**Work required**.
Print the data that follows exactly, leaving nothing out.

**Supplied records**.
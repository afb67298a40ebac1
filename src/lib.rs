//! # rs-drivetrain
//!
//! Closed-loop velocity control for a two-wheeled robot: interrupt-fed
//! encoder speed estimation, a discrete-time PID controller and an H-bridge
//! driver for each wheel.
//!
//! ## Features
//!
//! - **Lock-free encoder input**: edge timestamps from an interrupt handler, shared through atomics
//! - **Asymmetry-tolerant estimate**: rising and falling edges timed independently
//! - **PID with anti-windup**: integral clamp, output clamp, live retuning with memory reset
//! - **Single-write actuation**: direction pattern and duty always written together
//! - **Hardware abstraction**: mock HAL for desktop tests, `embedded-hal` and ESP32 backends
//!
//! ## Architecture
//!
//! The crate is structured to allow testing on desktop without hardware:
//!
//! - `traits` - Hardware abstractions (`HBridge`, `Clock`)
//! - `encoder` - Edge timestamps to ticks per second
//! - `pid` - Velocity controller
//! - `actuator` - Control signal to H-bridge command
//! - `wheel` - One wheel's control loop
//! - `drivetrain` - Both wheels plus tick scheduling
//! - `timing` - Wrapping microsecond arithmetic, debounce, intervals
//! - `hal` - Concrete implementations (mock for testing, esp32 for hardware)
//!
//! ## Example
//!
//! ```rust
//! use rs_drivetrain::{Config, Drivetrain, Gains};
//! use rs_drivetrain::encoder::SpeedEstimator;
//! use rs_drivetrain::hal::MockBridge;
//! use rs_drivetrain::traits::{DriveMode, Polarity};
//!
//! static LEFT: SpeedEstimator = SpeedEstimator::new();
//! static RIGHT: SpeedEstimator = SpeedEstimator::new();
//!
//! let config = Config::default().with_gains(Gains::new(0.5, 0.1, 0.0));
//! let mut drivetrain =
//!     Drivetrain::new(&LEFT, MockBridge::new(), &RIGHT, MockBridge::new(), &config);
//! drivetrain.set_target_speeds(80.0, 80.0);
//!
//! // The encoder interrupt feeds edges...
//! for i in 0..4u32 {
//!     LEFT.on_edge(Polarity::from_level(i % 2 == 0), i * 10_000);
//! }
//!
//! // ...and the main loop polls
//! let tick = drivetrain.poll(30_000).unwrap().unwrap();
//! assert_eq!(tick.left.measured_speed, 100.0);
//! assert_eq!(tick.right.command.mode, DriveMode::Forward);
//! ```

#![cfg_attr(not(feature = "std"), no_std)]
#![warn(missing_docs)]

extern crate alloc;

/// H-bridge driver mapping a control signal to pins and duty.
pub mod actuator;
/// Shared configuration system for desktop and ESP32.
pub mod config;
/// Two-wheel drivetrain with fixed-period scheduling.
pub mod drivetrain;
/// Interrupt-fed encoder speed estimation.
pub mod encoder;
/// Hardware abstraction layer with mock implementations for testing.
pub mod hal;
/// PID velocity controller.
pub mod pid;
/// Wrapping microsecond time arithmetic.
pub mod timing;
/// Core traits for hardware abstraction.
pub mod traits;
/// Per-wheel control loop.
pub mod wheel;

// Re-exports for convenience
pub use actuator::Actuator;
pub use drivetrain::{Drivetrain, DrivetrainState, DrivetrainTick, WheelSide};
pub use encoder::SpeedEstimator;
pub use pid::{Gains, PidTerms, PidUpdate, SkipReason, VelocityPid};
pub use traits::{Clock, DriveCommand, DriveMode, HBridge, Polarity};
pub use wheel::{TickReport, WheelState, WheelUnit};

// Config re-exports
pub use config::{ActuatorConfig, Config, EncoderConfig, PidConfig, StopMode, WheelConfig};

**Response to the task**.
repository afb67298a40ebac1
filename src/lib.rs
//! # rs-drivetrain
//!
//! Closed-loop velocity control for a two-wheeled robot: interrupt-fed
//! encoder speed estimation, a discrete-time PID controller and an H-bridge
//! driver for each wheel.
//!
//! ## Features
//!
//! - **Lock-free encoder input**: edge timestamps from an interrupt handler, shared through atomics
//! - **Asymmetry-tolerant estimate**: rising and falling edges timed independently
//! - **PID with anti-windup**: integral clamp, output clamp, live retuning with memory reset
//! - **Single-write actuation**: direction pattern and duty always written together
//! - **Hardware abstraction**: mock HAL for desktop tests, `embedded-hal` and ESP32 backends
//!
//! ## Architecture
//!
//! The crate is structured to allow testing on desktop without hardware:
//!
//! - `traits` - Hardware abstractions (`HBridge`, `Clock`)
//! - `encoder` - Edge timestamps to ticks per second
//! - `pid` - Velocity controller
//! - `actuator` - Control signal to H-bridge command
//! - `wheel` - One wheel's control loop
//! - `drivetrain` - Both wheels plus tick scheduling
//! - `timing` - Wrapping microsecond arithmetic, debounce, intervals
//! - `hal` - Concrete implementations (mock for testing, esp32 for hardware)
//!
//! ## Example
//!
//! ```rust
//! use rs_drivetrain::{Config, Drivetrain, Gains};
//! use rs_drivetrain::encoder::SpeedEstimator;
//! use rs_drivetrain::hal::MockBridge;
//! use rs_drivetrain::traits::{DriveMode, Polarity};
//!
//! static LEFT: SpeedEstimator = SpeedEstimator::new();
//! static RIGHT: SpeedEstimator = SpeedEstimator::new();
//!
//! let config = Config::default().with_gains(Gains::new(0.5, 0.1, 0.0));
//! let mut drivetrain =
//!     Drivetrain::new(&LEFT, MockBridge::new(), &RIGHT, MockBridge::new(), &config);
//! drivetrain.set_target_speeds(80.0, 80.0);
//!
//! // The encoder interrupt feeds edges...
//! for i in 0..4u32 {
//!     LEFT.on_edge(Polarity::from_level(i % 2 == 0), i * 10_000);
//! }
//!
//! // ...and the main loop polls
//! let tick = drivetrain.poll(30_000).unwrap().unwrap();
//! assert_eq!(tick.left.measured_speed, 100.0);
//! assert_eq!(tick.right.command.mode, DriveMode::Forward);
//! ```

#![cfg_attr(not(feature = "std"), no_std)]
#![warn(missing_docs)]

extern crate alloc;

/// H-bridge driver mapping a control signal to pins and duty.
pub mod actuator;
/// Shared configuration system for desktop and ESP32.
pub mod config;
/// Two-wheel drivetrain with fixed-period scheduling.
pub mod drivetrain;
/// Interrupt-fed encoder speed estimation.
pub mod encoder;
/// Hardware abstraction layer with mock implementations for testing.
pub mod hal;
/// PID velocity controller.
pub mod pid;
/// Wrapping microsecond time arithmetic.
pub mod timing;
/// Core traits for hardware abstraction.
pub mod traits;
/// Per-wheel control loop.
pub mod wheel;

// Re-exports for convenience
pub use actuator::Actuator;
pub use drivetrain::{Drivetrain, DrivetrainState, DrivetrainTick, WheelSide};
pub use encoder::SpeedEstimator;
pub use pid::{Gains, PidTerms, PidUpdate, SkipReason, VelocityPid};
pub use traits::{Clock, DriveCommand, DriveMode, HBridge, Polarity};
pub use wheel::{TickReport, WheelState, WheelUnit};

// Config re-exports
pub use config::{ActuatorConfig, Config, EncoderConfig, PidConfig, StopMode, WheelConfig};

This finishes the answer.